I had an eye appointment this morning and took the twins to McDonald's as a treat afterwards. I had the Grilled California Cobb Salad, with Cobb dressing (no croutons or crackers) and a diet coke. Only 380 calories total and very filling. We don't go there often but that is about the only thing I ever get there. I have to say that the smell of "fried" was pretty yucky. I felt like I needed to wash my face after we left.

Anyway, I catch myself being amazed that those things bother me now - I used to thrive of fast food.

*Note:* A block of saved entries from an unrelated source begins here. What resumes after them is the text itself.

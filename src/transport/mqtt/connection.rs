//! Pure connection configuration for the MQTT transport
//!
//! Broker URL parsing, link state and option construction. No I/O.

use crate::config::SessionConfig;
use crate::transport::ConnectOptions;
use rumqttc::v5::MqttOptions;
use rumqttc::Transport as RumqttcTransport;
use thiserror::Error;
use url::Url;

/// Largest incoming packet accepted; image frames need far more than the broker default
pub const MAX_PACKET_SIZE: u32 = 8 * 1024 * 1024;

/// State of the transport's link to the broker
#[derive(Debug, Clone, PartialEq)]
pub enum LinkState {
    /// Created, no connect requested yet
    Idle,
    /// Waiting for the broker's ConnAck
    Connecting,
    /// Ready for publish and subscribe
    Connected,
    /// Link dropped or connect failed, with reason
    Disconnected(String),
    /// Transport shut down; no further requests are accepted
    Closed,
}

/// MQTT transport errors
#[derive(Debug, Error)]
pub enum MqttError {
    #[error("Invalid broker URL: {0}")]
    InvalidBrokerUrl(String),
    #[error("Not connected - current state: {state:?}")]
    NotConnected { state: LinkState },
    #[error("Request rejected by client")]
    RequestRejected(#[source] Box<dyn std::error::Error + Send + Sync>),
    #[error("Transport has been shut down")]
    Disposed,
    #[error("Event loop driver already started")]
    DriverAlreadyStarted,
}

/// Where and how to reach the broker
#[derive(Debug, Clone, PartialEq)]
pub struct BrokerEndpoint {
    pub host: String,
    pub port: u16,
    pub tls: bool,
    pub credentials: Option<(String, String)>,
}

impl BrokerEndpoint {
    /// Parse the broker URL; `mqtt://` defaults to 1883, `mqtts://` to 8883 with TLS
    pub fn parse(broker_url: &str) -> Result<Self, MqttError> {
        let url = Url::parse(broker_url)
            .map_err(|_| MqttError::InvalidBrokerUrl(broker_url.to_string()))?;

        let tls = match url.scheme() {
            "mqtt" | "tcp" => false,
            "mqtts" | "ssl" => true,
            _ => return Err(MqttError::InvalidBrokerUrl(broker_url.to_string())),
        };
        let host = url
            .host_str()
            .filter(|host| !host.is_empty())
            .ok_or_else(|| MqttError::InvalidBrokerUrl(broker_url.to_string()))?;
        let port = url.port().unwrap_or(if tls { 8883 } else { 1883 });

        Ok(Self {
            host: host.to_string(),
            port,
            tls,
            credentials: None,
        })
    }

    /// Endpoint from configuration, with credentials resolved from the environment
    pub fn from_config(config: &SessionConfig) -> Result<Self, MqttError> {
        let mut endpoint = Self::parse(&config.broker.url)?;
        if let Some(username) = config.get_username() {
            let password = config.get_password().unwrap_or_default();
            endpoint.credentials = Some((username, password));
        }
        Ok(endpoint)
    }
}

/// Build rumqttc options for one connect attempt
pub fn configure_mqtt_options(
    client_id: &str,
    endpoint: &BrokerEndpoint,
    options: &ConnectOptions,
) -> MqttOptions {
    let mut mqtt_options = MqttOptions::new(client_id, endpoint.host.clone(), endpoint.port);

    if endpoint.tls {
        mqtt_options.set_transport(RumqttcTransport::tls_with_default_config());
    }

    if let Some((username, password)) = &endpoint.credentials {
        mqtt_options.set_credentials(username, password);
    }

    mqtt_options.set_keep_alive(options.keep_alive);
    mqtt_options.set_clean_start(options.clean_start);
    mqtt_options.set_max_packet_size(Some(MAX_PACKET_SIZE));

    mqtt_options
}
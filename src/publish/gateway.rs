//! Outbound publish helpers

use super::frame::{encode_frame, Frame, ImageFormat};
use crate::error::{SessionError, SessionResult};
use crate::transport::{DeliveryToken, Message, QoS, Transport};
use bytes::Bytes;
use std::sync::Arc;
use tracing::debug;

/// Hands text and image payloads to the shared transport.
///
/// Holds no session state; publishing while the link is down fails fast with
/// the transport's not-connected error.
pub struct PublishGateway<T: Transport> {
    transport: Arc<T>,
    qos: QoS,
    image_format: ImageFormat,
}

impl<T: Transport> PublishGateway<T> {
    pub fn new(transport: Arc<T>, qos: QoS, image_format: ImageFormat) -> Self {
        Self {
            transport,
            qos,
            image_format,
        }
    }

    /// Publish opaque payload bytes to `topic`, retain off
    pub async fn publish_text(
        &self,
        topic: &str,
        payload: impl Into<Bytes>,
    ) -> SessionResult<DeliveryToken> {
        validate_publish_topic(topic)?;
        self.send(Message::new(topic, payload, self.qos)).await
    }

    /// Encode `frame` and publish the compressed bytes to `topic`.
    ///
    /// An unencodable frame never reaches the transport.
    pub async fn publish_image(&self, topic: &str, frame: &Frame) -> SessionResult<DeliveryToken> {
        validate_publish_topic(topic)?;
        let encoded = encode_frame(self.image_format, frame)?;
        self.send(Message::new(topic, encoded, self.qos)).await
    }

    async fn send(&self, message: Message) -> SessionResult<DeliveryToken> {
        let topic = message.topic.clone();
        let size = message.payload.len();

        let token = self
            .transport
            .publish(message)
            .await
            .map_err(SessionError::publish_failed)?;

        debug!(topic = %topic, bytes = size, "Delivering");
        Ok(token)
    }
}

/// Publish topics must be non-empty and free of wildcards
pub fn validate_publish_topic(topic: &str) -> SessionResult<()> {
    if topic.is_empty() {
        return Err(SessionError::invalid_topic(topic, "topic must not be empty"));
    }
    if topic.contains(|c: char| c == '+' || c == '#') {
        return Err(SessionError::invalid_topic(
            topic,
            "wildcards are not allowed when publishing",
        ));
    }
    Ok(())
}

#[cfg(test)]
mod tests {
    use super::*;

    #[test]
    fn test_validate_publish_topic() {
        assert!(validate_publish_topic("sensors/temp").is_ok());
        assert!(validate_publish_topic("/leading/slash").is_ok());
        assert!(matches!(
            validate_publish_topic(""),
            Err(SessionError::InvalidTopic { .. })
        ));
        assert!(validate_publish_topic("sensors/+").is_err());
        assert!(validate_publish_topic("sensors/#").is_err());
    }
}
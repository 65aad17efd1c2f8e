//! Session lifecycle: operation outcomes, delivery tracking, the reconnection
//! state machine and fatal error supervision.
//!
//! - [`action`] - operation results and the listeners that observe them
//! - [`state`] - pure state and retry decisions
//! - [`listener`] - the reconnection state machine
//! - [`supervisor`] - turns fatal errors into an orderly shutdown

pub mod action;
pub mod listener;
pub mod state;
pub mod supervisor;

pub use action::{ActionListener, ActionLogger, ActionResult, DeliveryTracker};
pub use listener::{SessionListener, SessionSettings};
pub use state::{RetryDecision, RetryPolicy, SessionState};
pub use supervisor::{FatalReporter, SessionSupervisor, SupervisorExit};
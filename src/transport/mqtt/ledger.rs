//! Correlation of issued requests with broker packet ids
//!
//! rumqttc hands requests to its event loop in FIFO order and reports each
//! outgoing packet id as it is written, so the n-th outgoing Publish belongs to
//! the n-th publish request still queued here.

use super::router::EventRoute;
use crate::session::{ActionListener, ActionResult};
use crate::transport::{ConnectionEvents, DeliveryToken};
use std::collections::{HashMap, VecDeque};
use std::sync::Arc;
use tracing::{debug, warn};

/// Subscribe request awaiting its SubAck
#[derive(Clone)]
pub struct PendingSubscribe {
    pub topic: String,
    pub listener: Arc<dyn ActionListener>,
}

/// A request that reached its terminal state
pub enum Completion {
    Delivery {
        token: DeliveryToken,
        result: ActionResult,
        success: bool,
    },
    Subscription {
        pending: PendingSubscribe,
        result: ActionResult,
        success: bool,
    },
}

impl Completion {
    pub fn succeeded(&self) -> bool {
        match self {
            Self::Delivery { success, .. } | Self::Subscription { success, .. } => *success,
        }
    }

    pub fn result(&self) -> &ActionResult {
        match self {
            Self::Delivery { result, .. } | Self::Subscription { result, .. } => result,
        }
    }

    /// Hand the outcome to the request's listener.
    /// Deliveries are also reported through `delivery_complete`.
    pub fn notify(&self, events: &dyn ConnectionEvents) {
        let (listener, success): (&dyn ActionListener, bool) = match self {
            Self::Delivery { token, success, .. } => {
                (token.tracker().as_ref() as &dyn ActionListener, *success)
            }
            Self::Subscription {
                pending, success, ..
            } => (pending.listener.as_ref(), *success),
        };

        if success {
            listener.on_success(self.result());
        } else {
            listener.on_failure(self.result());
        }
        if let Self::Delivery { token, .. } = self {
            events.delivery_complete(Some(token));
        }
    }
}

enum Queued {
    Publish(DeliveryToken),
    Subscribe(PendingSubscribe),
}

/// Requests issued but not yet resolved
#[derive(Default)]
pub struct RequestLedger {
    queued: VecDeque<Queued>,
    publishes: HashMap<u16, DeliveryToken>,
    subscribes: HashMap<u16, PendingSubscribe>,
}

impl RequestLedger {
    pub fn new() -> Self {
        Self::default()
    }

    pub fn enqueue_publish(&mut self, token: DeliveryToken) {
        self.queued.push_back(Queued::Publish(token));
    }

    pub fn enqueue_subscribe(&mut self, pending: PendingSubscribe) {
        self.queued.push_back(Queued::Subscribe(pending));
    }

    /// A publish left the client with `pkid`.
    ///
    /// QoS 0 publishes (`pkid == 0`) get no acknowledgement, so they are
    /// returned as complete immediately.
    pub fn publish_sent(&mut self, pkid: u16) -> Option<DeliveryToken> {
        let position = self
            .queued
            .iter()
            .position(|q| matches!(q, Queued::Publish(_)));
        let Some(Queued::Publish(token)) = position.and_then(|p| self.queued.remove(p)) else {
            warn!(pkid, "Outgoing publish with no matching request");
            return None;
        };

        token.tracker().assign_message_id(pkid);
        if pkid == 0 {
            return Some(token);
        }
        self.publishes.insert(pkid, token);
        None
    }

    /// A subscribe left the client with `pkid`
    pub fn subscribe_sent(&mut self, pkid: u16) {
        let position = self
            .queued
            .iter()
            .position(|q| matches!(q, Queued::Subscribe(_)));
        match position.and_then(|p| self.queued.remove(p)) {
            Some(Queued::Subscribe(pending)) => {
                self.subscribes.insert(pkid, pending);
            }
            _ => warn!(pkid, "Outgoing subscribe with no matching request"),
        }
    }

    pub fn take_publish(&mut self, pkid: u16) -> Option<DeliveryToken> {
        self.publishes.remove(&pkid)
    }

    pub fn take_subscribe(&mut self, pkid: u16) -> Option<PendingSubscribe> {
        self.subscribes.remove(&pkid)
    }

    /// Remove everything unresolved, e.g. when the link drops
    pub fn drain(&mut self) -> (Vec<DeliveryToken>, Vec<PendingSubscribe>) {
        let mut publishes: Vec<DeliveryToken> = self.publishes.drain().map(|(_, t)| t).collect();
        let mut subscribes: Vec<PendingSubscribe> =
            self.subscribes.drain().map(|(_, s)| s).collect();

        for queued in self.queued.drain(..) {
            match queued {
                Queued::Publish(token) => publishes.push(token),
                Queued::Subscribe(pending) => subscribes.push(pending),
            }
        }
        (publishes, subscribes)
    }

    /// Apply a routed event to the ledger (pure function).
    ///
    /// Returns the request the event finished, if any. Events that do not
    /// concern issued requests leave the ledger untouched.
    pub fn resolve(&mut self, route: &EventRoute) -> Option<Completion> {
        match *route {
            EventRoute::PublishSent(pkid) => {
                let token = self.publish_sent(pkid)?;
                let result = ActionResult::for_topic(0, token.topic());
                Some(Completion::Delivery {
                    token,
                    result,
                    success: true,
                })
            }
            EventRoute::SubscribeSent(pkid) => {
                self.subscribe_sent(pkid);
                None
            }
            EventRoute::PublishAcknowledged { pkid, success } => {
                let Some(token) = self.take_publish(pkid) else {
                    debug!(pkid, "Acknowledgement for untracked publish");
                    return None;
                };
                let mut result = ActionResult::for_topic(pkid, token.topic());
                if !success {
                    result = result.with_reason("rejected by broker");
                }
                Some(Completion::Delivery {
                    token,
                    result,
                    success,
                })
            }
            EventRoute::SubscriptionAcknowledged { pkid, success } => {
                let Some(pending) = self.take_subscribe(pkid) else {
                    debug!(pkid, "SubAck for untracked subscription");
                    return None;
                };
                let mut result = ActionResult::for_topic(pkid, pending.topic.clone());
                if !success {
                    result = result.with_reason("refused by broker");
                }
                Some(Completion::Subscription {
                    pending,
                    result,
                    success,
                })
            }
            _ => None,
        }
    }

    /// Fail everything unresolved with `reason`, e.g. when the link drops
    pub fn fail_all(&mut self, reason: &str) -> Vec<Completion> {
        let (publishes, subscribes) = self.drain();

        let deliveries = publishes.into_iter().map(|token| Completion::Delivery {
            result: ActionResult::for_topic(token.message_id(), token.topic()).with_reason(reason),
            token,
            success: false,
        });
        let subscriptions = subscribes.into_iter().map(|pending| Completion::Subscription {
            result: ActionResult::for_topic(0, pending.topic.clone()).with_reason(reason),
            pending,
            success: false,
        });
        deliveries.chain(subscriptions).collect()
    }

    pub fn pending_count(&self) -> usize {
        self.queued.len() + self.publishes.len() + self.subscribes.len()
    }
}
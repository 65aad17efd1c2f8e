//! MQTT v5 transport built on rumqttc
//!
//! Pure logic is kept apart from I/O so most of it can be tested without a broker.
//!
//! # Architecture
//!
//! - [`connection`] - Broker endpoint parsing, link state and option construction
//! - [`router`] - Pure routing of event loop events
//! - [`ledger`] - Correlation of issued requests with broker packet ids, and
//!   their resolution from routed events
//! - [`client`] - The transport handle and its event loop driver
//!
//! # Usage
//!
//! ```rust,no_run
//! use broker_session::config::SessionConfig;
//! use broker_session::session::{SessionListener, SessionSupervisor};
//! use broker_session::transport::mqtt::MqttTransport;
//! use std::sync::Arc;
//!
//! # tokio_test::block_on(async {
//! let config = SessionConfig::from_toml_str(r#"
//! [broker]
//! url = "mqtt://localhost:1883"
//!
//! [session]
//! topics = ["sensors/temp"]
//! "#)?;
//!
//! let transport = Arc::new(MqttTransport::from_config(&config)?);
//! let (reporter, _supervisor) = SessionSupervisor::channel();
//! let session = SessionListener::new(transport.clone(), config.session_settings()?, reporter);
//! transport.start(session.clone())?;
//! session.start().await?;
//! # Ok::<(), Box<dyn std::error::Error>>(())
//! # });
//! ```

pub mod client;
pub mod connection;
pub mod ledger;
pub mod router;

pub use client::MqttTransport;
pub use connection::{BrokerEndpoint, LinkState, MqttError};
pub use router::EventRoute;
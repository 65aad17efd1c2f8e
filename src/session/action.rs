//! Outcomes of asynchronous broker operations and the listeners that observe them

use std::sync::atomic::{AtomicBool, AtomicU16, Ordering};
use tracing::{info, warn};

/// Outcome record for one completed connect, subscribe or publish operation.
///
/// An `operation_id` of 0 means the operation was not tracked by packet id
/// (connect attempts, QoS 0 publishes).
#[derive(Debug, Clone, Default, PartialEq, Eq)]
pub struct ActionResult {
    operation_id: u16,
    topics: Option<Vec<String>>,
    reason: Option<String>,
}

impl ActionResult {
    pub fn new(operation_id: u16, topics: Option<Vec<String>>) -> Self {
        Self {
            operation_id,
            topics,
            reason: None,
        }
    }

    /// Result for an operation that carries no packet id or topics
    pub fn untracked() -> Self {
        Self::default()
    }

    /// Result for an operation on a single topic
    pub fn for_topic(operation_id: u16, topic: impl Into<String>) -> Self {
        Self::new(operation_id, Some(vec![topic.into()]))
    }

    /// Attach a human-readable failure reason
    pub fn with_reason(mut self, reason: impl Into<String>) -> Self {
        self.reason = Some(reason.into());
        self
    }

    pub fn operation_id(&self) -> u16 {
        self.operation_id
    }

    pub fn topics(&self) -> Option<&[String]> {
        self.topics.as_deref()
    }

    pub fn reason(&self) -> Option<&str> {
        self.reason.as_deref()
    }

    /// First topic of the result, if any
    pub fn first_topic(&self) -> Option<&str> {
        self.topics
            .as_ref()
            .and_then(|topics| topics.first())
            .map(String::as_str)
    }
}

/// Observation hooks for a completed broker operation.
///
/// Implementations must not panic on any input.
pub trait ActionListener: Send + Sync {
    fn on_success(&self, result: &ActionResult);
    fn on_failure(&self, result: &ActionResult);
}

/// Base listener: logs every outcome under a fixed label
#[derive(Debug, Clone)]
pub struct ActionLogger {
    name: String,
}

impl ActionLogger {
    pub fn new(name: impl Into<String>) -> Self {
        Self { name: name.into() }
    }

    pub fn name(&self) -> &str {
        &self.name
    }
}

impl ActionListener for ActionLogger {
    fn on_success(&self, result: &ActionResult) {
        match result.operation_id() {
            0 => info!(listener = %self.name, "{} success", self.name),
            id => info!(listener = %self.name, token = id, "{} success", self.name),
        }
        if let Some(topic) = result.first_topic() {
            info!(listener = %self.name, topic = %topic, "token topic: '{}', ...", topic);
        }
    }

    fn on_failure(&self, result: &ActionResult) {
        let reason = result.reason().unwrap_or("unspecified");
        match result.operation_id() {
            0 => warn!(listener = %self.name, reason = %reason, "{} failure", self.name),
            id => warn!(
                listener = %self.name,
                token = id,
                reason = %reason,
                "{} failure",
                self.name
            ),
        }
    }
}

/// Tracks a single publish until it reaches a terminal state.
///
/// `is_done()` only says that an outcome arrived; the outcome itself is logged
/// by the wrapped [`ActionLogger`].
#[derive(Debug)]
pub struct DeliveryTracker {
    logger: ActionLogger,
    message_id: AtomicU16,
    done: AtomicBool,
}

impl DeliveryTracker {
    pub fn new(label: impl Into<String>) -> Self {
        Self {
            logger: ActionLogger::new(label),
            message_id: AtomicU16::new(0),
            done: AtomicBool::new(false),
        }
    }

    pub fn label(&self) -> &str {
        self.logger.name()
    }

    pub fn is_done(&self) -> bool {
        self.done.load(Ordering::Acquire)
    }

    /// Broker packet id of the publish, 0 until the transport has sent it
    pub fn message_id(&self) -> u16 {
        self.message_id.load(Ordering::Acquire)
    }

    pub fn assign_message_id(&self, id: u16) {
        self.message_id.store(id, Ordering::Release);
    }

    fn mark_done(&self) {
        self.done.store(true, Ordering::Release);
    }
}

impl ActionListener for DeliveryTracker {
    fn on_success(&self, result: &ActionResult) {
        self.logger.on_success(result);
        self.mark_done();
    }

    fn on_failure(&self, result: &ActionResult) {
        self.logger.on_failure(result);
        self.mark_done();
    }
}
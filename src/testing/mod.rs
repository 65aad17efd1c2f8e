//! Testing utilities and mock implementations
//!
//! Lets the session and publish paths be exercised without an MQTT broker.

pub mod mocks;

pub use mocks::*;
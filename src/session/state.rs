//! Pure session state and retry decision logic
//!
//! No I/O here: the listener consults these functions while holding its state lock.

use std::fmt;
use std::time::Duration;

/// Maximum failed reconnect attempts before the session gives up
pub const DEFAULT_MAX_RETRIES: u32 = 5;

/// Fixed delay before each reconnect attempt
pub const DEFAULT_RECONNECT_DELAY: Duration = Duration::from_millis(2500);

/// Lifecycle state of the broker session
#[derive(Debug, Clone, Copy, PartialEq, Eq)]
pub enum SessionState {
    /// No connection and none being attempted
    Disconnected,
    /// A (re)connect attempt is scheduled or in flight
    Connecting,
    /// Connected and subscriptions issued
    Connected,
}

impl fmt::Display for SessionState {
    fn fmt(&self, f: &mut fmt::Formatter<'_>) -> fmt::Result {
        let name = match self {
            SessionState::Disconnected => "disconnected",
            SessionState::Connecting => "connecting",
            SessionState::Connected => "connected",
        };
        f.write_str(name)
    }
}

/// Bounded retry policy with a fixed backoff
#[derive(Debug, Clone, PartialEq, Eq)]
pub struct RetryPolicy {
    pub max_retries: u32,
    pub reconnect_delay: Duration,
}

impl Default for RetryPolicy {
    fn default() -> Self {
        Self {
            max_retries: DEFAULT_MAX_RETRIES,
            reconnect_delay: DEFAULT_RECONNECT_DELAY,
        }
    }
}

impl RetryPolicy {
    /// Decide what follows a failed connect attempt, given the retry count
    /// *after* it was incremented for that failure.
    pub fn decide(&self, retry_count: u32) -> RetryDecision {
        if retry_count > self.max_retries {
            RetryDecision::Exhausted
        } else {
            RetryDecision::Retry {
                attempt: retry_count,
                delay: self.reconnect_delay,
            }
        }
    }

    /// Upper bound on wall-clock time spent sleeping between attempts
    pub fn max_total_backoff(&self) -> Duration {
        // One delay after the loss, then one per retried failure
        self.reconnect_delay * (self.max_retries + 1)
    }
}

/// Outcome of [`RetryPolicy::decide`]
#[derive(Debug, Clone, PartialEq, Eq)]
pub enum RetryDecision {
    Retry { attempt: u32, delay: Duration },
    Exhausted,
}

/// Whether a transition is legal from `from` on the given trigger
pub fn can_transition(from: SessionState, to: SessionState) -> bool {
    use SessionState::*;
    matches!(
        (from, to),
        (Disconnected, Connecting)
            | (Disconnected, Connected)
            | (Connecting, Connecting)
            | (Connecting, Connected)
            | (Connecting, Disconnected)
            | (Connected, Connecting)
            | (Connected, Disconnected)
    )
}

#[cfg(test)]
mod tests {
    use super::*;

    #[test]
    fn test_default_policy() {
        let policy = RetryPolicy::default();
        assert_eq!(policy.max_retries, 5);
        assert_eq!(policy.reconnect_delay, Duration::from_millis(2500));
    }

    #[test]
    fn test_decide_retries_up_to_max() {
        let policy = RetryPolicy::default();
        for count in 1..=5 {
            assert_eq!(
                policy.decide(count),
                RetryDecision::Retry {
                    attempt: count,
                    delay: Duration::from_millis(2500)
                }
            );
        }
    }

    #[test]
    fn test_decide_exhausted_only_above_max() {
        let policy = RetryPolicy::default();
        assert!(matches!(policy.decide(5), RetryDecision::Retry { .. }));
        assert_eq!(policy.decide(6), RetryDecision::Exhausted);
        assert_eq!(policy.decide(100), RetryDecision::Exhausted);
    }

    #[test]
    fn test_zero_retries_policy() {
        let policy = RetryPolicy {
            max_retries: 0,
            reconnect_delay: Duration::from_millis(10),
        };
        assert_eq!(policy.decide(1), RetryDecision::Exhausted);
    }

    #[test]
    fn test_max_total_backoff() {
        let policy = RetryPolicy::default();
        assert_eq!(policy.max_total_backoff(), Duration::from_millis(15_000));
    }

    #[test]
    fn test_transitions() {
        use SessionState::*;
        assert!(can_transition(Disconnected, Connecting));
        assert!(can_transition(Connected, Connecting));
        assert!(can_transition(Connecting, Connected));
        assert!(!can_transition(Connected, Connected));
        assert!(!can_transition(Disconnected, Disconnected));
    }

    #[test]
    fn test_state_display() {
        assert_eq!(SessionState::Connecting.to_string(), "connecting");
        assert_eq!(SessionState::Connected.to_string(), "connected");
        assert_eq!(SessionState::Disconnected.to_string(), "disconnected");
    }
}
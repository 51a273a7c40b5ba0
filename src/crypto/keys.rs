// Server key registry and key-id lookup.
// Numan Thabit 2026

use std::sync::Arc;

use ahash::AHashMap;
use x25519_dalek::{PublicKey, StaticSecret};

use crate::wire::KEY_ID_LEN;

/// Full public-key identifier as carried on the wire.
pub type KeyId = [u8; KEY_ID_LEN];

/// A registered server keypair with its per-key policy.
pub struct ServerKey {
    secret: StaticSecret,
    public: PublicKey,
    /// Category flags this key is never allowed to see in replies.
    /// Small set; linear scan.
    forbidden_flags: Vec<u32>,
}

impl ServerKey {
    /// Builds a key from raw secret bytes.
    pub fn new(secret_bytes: [u8; 32], forbidden_flags: Vec<u32>) -> Self {
        let secret = StaticSecret::from(secret_bytes);
        let public = PublicKey::from(&secret);
        Self {
            secret,
            public,
            forbidden_flags,
        }
    }

    /// Full key identifier (the public key bytes).
    pub fn id(&self) -> KeyId {
        self.public.to_bytes()
    }

    /// The X25519 secret half.
    pub fn secret(&self) -> &StaticSecret {
        &self.secret
    }

    /// The X25519 public half.
    pub fn public(&self) -> &PublicKey {
        &self.public
    }

    /// True when replies carrying `flag` must be blanked for this key.
    pub fn is_forbidden(&self, flag: u32) -> bool {
        self.forbidden_flags.contains(&flag)
    }

    /// Base32 form of the full key id.
    pub fn id_b32(&self) -> String {
        base32_encode(&self.id())
    }

    /// Base32 form of the first eight id bytes, used as the snapshot
    /// table key.
    pub fn short_id_b32(&self) -> String {
        base32_encode(&self.id()[..8])
    }
}

impl std::fmt::Debug for ServerKey {
    fn fmt(&self, f: &mut std::fmt::Formatter<'_>) -> std::fmt::Result {
        f.debug_struct("ServerKey")
            .field("id", &self.short_id_b32())
            .field("forbidden_flags", &self.forbidden_flags)
            .finish()
    }
}

/// RFC 4648 base32, lowercase, no padding.
pub fn base32_encode(data: &[u8]) -> String {
    const ALPHABET: &[u8; 32] = b"abcdefghijklmnopqrstuvwxyz234567";
    let mut out = String::with_capacity(data.len().div_ceil(5) * 8);
    let mut acc: u64 = 0;
    let mut bits = 0u32;
    for &byte in data {
        acc = (acc << 8) | u64::from(byte);
        bits += 8;
        while bits >= 5 {
            bits -= 5;
            out.push(ALPHABET[((acc >> bits) & 0x1F) as usize] as char);
        }
    }
    if bits > 0 {
        out.push(ALPHABET[((acc << (5 - bits)) & 0x1F) as usize] as char);
    }
    out
}

fn id_prefix(id: &KeyId) -> u64 {
    u64::from_le_bytes(id[..8].try_into().unwrap())
}

/// Registry of server keys, resolved per request by key id.
///
/// Lookup hashes the first eight id bytes and settles collisions with
/// a full 32-byte comparison; unknown ids fall through to the default
/// key when one is configured.
#[derive(Debug, Default)]
pub struct KeyRegistry {
    by_prefix: AHashMap<u64, Vec<Arc<ServerKey>>>,
    default: Option<Arc<ServerKey>>,
}

impl KeyRegistry {
    /// Creates an empty registry.
    pub fn new() -> Self {
        Self::default()
    }

    /// Registers a key; the first registered key becomes the default.
    pub fn insert(&mut self, key: Arc<ServerKey>) {
        if self.default.is_none() {
            self.default = Some(Arc::clone(&key));
        }
        self.by_prefix
            .entry(id_prefix(&key.id()))
            .or_default()
            .push(key);
    }

    /// True when no keys were registered.
    pub fn is_empty(&self) -> bool {
        self.default.is_none()
    }

    /// Default key for unknown ids, when configured.
    pub fn default_key(&self) -> Option<&Arc<ServerKey>> {
        self.default.as_ref()
    }

    /// Resolves a wire key id, falling back to the default key.
    pub fn resolve(&self, id: &KeyId) -> Option<&Arc<ServerKey>> {
        self.by_prefix
            .get(&id_prefix(id))
            .and_then(|bucket| bucket.iter().find(|key| key.id() == *id))
            .or(self.default.as_ref())
    }

    /// Iterates all registered keys.
    pub fn iter(&self) -> impl Iterator<Item = &Arc<ServerKey>> {
        self.by_prefix.values().flatten()
    }
}

#[cfg(test)]
mod tests {
    use super::*;

    #[test]
    fn resolves_exact_and_default() {
        let mut registry = KeyRegistry::new();
        let first = Arc::new(ServerKey::new([1; 32], vec![]));
        let second = Arc::new(ServerKey::new([2; 32], vec![9]));
        registry.insert(Arc::clone(&first));
        registry.insert(Arc::clone(&second));

        let hit = registry.resolve(&second.id()).expect("resolved");
        assert_eq!(hit.id(), second.id());

        // Unknown id falls through to the first (default) key.
        let fallback = registry.resolve(&[0xFF; 32]).expect("default");
        assert_eq!(fallback.id(), first.id());
    }

    #[test]
    fn empty_registry_resolves_nothing() {
        let registry = KeyRegistry::new();
        assert!(registry.resolve(&[0; 32]).is_none());
        assert!(registry.is_empty());
    }

    #[test]
    fn forbidden_flag_scan() {
        let key = ServerKey::new([3; 32], vec![2, 11]);
        assert!(key.is_forbidden(11));
        assert!(!key.is_forbidden(1));
    }

    #[test]
    fn base32_known_vectors() {
        assert_eq!(base32_encode(b""), "");
        assert_eq!(base32_encode(b"f"), "my");
        assert_eq!(base32_encode(b"fo"), "mzxq");
        assert_eq!(base32_encode(b"foo"), "mzxw6");
        assert_eq!(base32_encode(b"foob"), "mzxw6yq");
        assert_eq!(base32_encode(b"fooba"), "mzxw6ytb");
        assert_eq!(base32_encode(b"foobar"), "mzxw6ytboi");
    }
}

Shawn, I think it was you that mentioned how little you are able to eat. Once you really get into the swing of things (you probably are already) you will probably find that you are surprised by how MUCH you can eat for so few calories. It takes some planning and thought at first but pretty soon it is routine. I've always been a "big" eater. In the beginning, I put a lot of effort into finding recipes and menus that allowed me relatively big portions but kept me within my calorie limit. I started back in December (the 26th) and after only four months I am surprised by how little I have to eat before I feel uncomfortably full. Like I said before, I've come to prefer feeling a little on the empty side of hungry. I don't know, I just feel "lighter" and more energetic if my stomach isn't packed. I am sure you will get to this point as well and you'll find that it was worth the pain and suffering of these first few months. I still get those nasty binge and splurge urges but now I can compare how I'd feel if I ate all that I am craving to how I'd feel if I don't. I can honestly say that I haven't come across a food yet that is worth the physical discomfort of gorging - not to mention the gulit. All that to say, hang in there. You are doing great and pretty soon it won't be as torturous as it seems right now.
Lori, you are exactly right that every day is a new beginning. I think that is the case whether we slip up on our diets or not. There is always something I can do better today than I did yesterday. I am glad you aren't beating yourself up over eating 2000 calories yesterday. I know it feels bad when you've been eating so much less on a regular basis but it is still a very reasonable level in the overall scheme of things. I also find fresh from the oven cookies irresistable. I made sugar cookies for the kids yesterday. I cooked them a little longer than I should have so they came out edible but not the warm, ooey, gooey consistency that I love. I decided not to have one since I figured I had probably subconsciously overcooked them so that they wouldn't be quite so tempting.
Today is going really well. I am at 600 calories and have an aerobics class tonight. I've been to the gym everyday since Sunday and feel really good about the work I've done.
I'm off to help DS with a school project. Hope you all have a great afternoon!